▸ What to do:
From the entries below, return every line that includes the word "state".

▸ Material provided:
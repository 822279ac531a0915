/// Create a box blur kernel.
///
/// # Arguments
///
/// * `kernel_size` - The size of the kernel.
///
/// # Returns
///
/// A vector of the kernel.
pub fn box_blur_kernel_1d(kernel_size: usize) -> Vec<f32> {
    vec![1.0 / kernel_size as f32; kernel_size]
}

/// Sigma used for a gaussian kernel of `kernel_size` when none is given.
///
/// Follows the usual convention `0.3 * ((ksize - 1) * 0.5 - 1) + 0.8`.
pub fn gaussian_sigma_from_size(kernel_size: usize) -> f32 {
    0.3 * ((kernel_size as f32 - 1.0) * 0.5 - 1.0) + 0.8
}

/// Create a gaussian blur kernel.
///
/// # Arguments
///
/// * `kernel_size` - The size of the kernel.
/// * `sigma` - The sigma of the gaussian kernel. Values `<= 0` are derived from
///   the kernel size with [`gaussian_sigma_from_size`].
///
/// # Returns
///
/// A normalized vector of the kernel.
pub fn gaussian_kernel_1d(kernel_size: usize, sigma: f32) -> Vec<f32> {
    let sigma = if sigma > 0.0 {
        sigma
    } else {
        gaussian_sigma_from_size(kernel_size)
    };

    let mean = (kernel_size as f32 - 1.0) / 2.0;
    let sigma_sq = sigma * sigma;

    // compute the kernel
    let mut kernel: Vec<f32> = (0..kernel_size)
        .map(|i| {
            let x = i as f32 - mean;
            (-(x * x) / (2.0 * sigma_sq)).exp()
        })
        .collect();

    // normalize the kernel
    let norm = kernel.iter().sum::<f32>();
    kernel.iter_mut().for_each(|k| *k /= norm);
    kernel
}
// Copyright (c) Microsoft Corporation.
// Licensed under the MIT License.

//! Attribute keys attached to circuit breaker metrics and log events.
//!
//! Names follow the [OpenTelemetry naming guidelines](https://opentelemetry.io/docs/specs/semconv/general/naming/#general-naming-considerations):
//! keys are dot-separated and values are short `snake_case` labels.

/// Name of the breaker that emitted the event, as set by
/// [`CircuitBreakerBuilder::name`][crate::CircuitBreakerBuilder::name].
pub const BREAKER_NAME: &str = "breaker.name";

/// The protected target.
pub const CIRCUIT_TARGET: &str = "circuit.target";

/// The circuit event, for example `opened` or `probing`.
pub const CIRCUIT_EVENT: &str = "circuit.event";

/// The state of the circuit after the event.
pub const CIRCUIT_STATE: &str = "circuit.state";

▸ Answer for the task:
/// The state of the circuit after the event.
pub const CIRCUIT_STATE: &str = "circuit.state";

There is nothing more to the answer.